● EXERCISE INSTRUCTIONS: Nothing belongs in the answer except the lines of the material that include "type".
--- START ---
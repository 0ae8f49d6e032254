use thiserror::Error;

/// Result type for codec operations.
pub type CodecResult<T> = Result<T, CodecError>;

/// Authenticated cookie codec errors.
#[derive(Debug, Error)]
pub enum CodecError {
    #[error("Hash key is not set")]
    HashKeyNotSet,

    #[error("Invalid block key length: {0} (expected 16 or 32 bytes)")]
    InvalidBlockKey(usize),

    #[error("Value is too long: {0} bytes")]
    ValueTooLong(usize),

    #[error("Malformed value: {0}")]
    Malformed(String),

    #[error("The value is not valid")]
    InvalidMac,

    #[error("Timestamp is expired")]
    Expired,

    #[error("Timestamp is too new")]
    TooNew,

    #[error("Encryption failed: {0}")]
    Encryption(String),

    #[error("Decryption failed: {0}")]
    Decryption(String),

    #[error("Serialization error: {0}")]
    Serialization(#[from] serde_json::Error),

    #[error("No codecs configured")]
    NoCodecs,

    #[error("{}", join_errors(.0))]
    Multi(Vec<CodecError>),
}

fn join_errors(errors: &[CodecError]) -> String {
    errors
        .iter()
        .map(ToString::to_string)
        .collect::<Vec<_>>()
        .join("; ")
}

#[cfg(test)]
mod tests {
    use super::*;

    #[test]
    fn test_multi_error_display() {
        let err = CodecError::Multi(vec![CodecError::InvalidMac, CodecError::Expired]);
        assert_eq!(err.to_string(), "The value is not valid; Timestamp is expired");
    }
}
--- END ---
● ANSWER FOR THE TASK:
/// Result type for codec operations.
pub type CodecResult<T> = Result<T, CodecError>;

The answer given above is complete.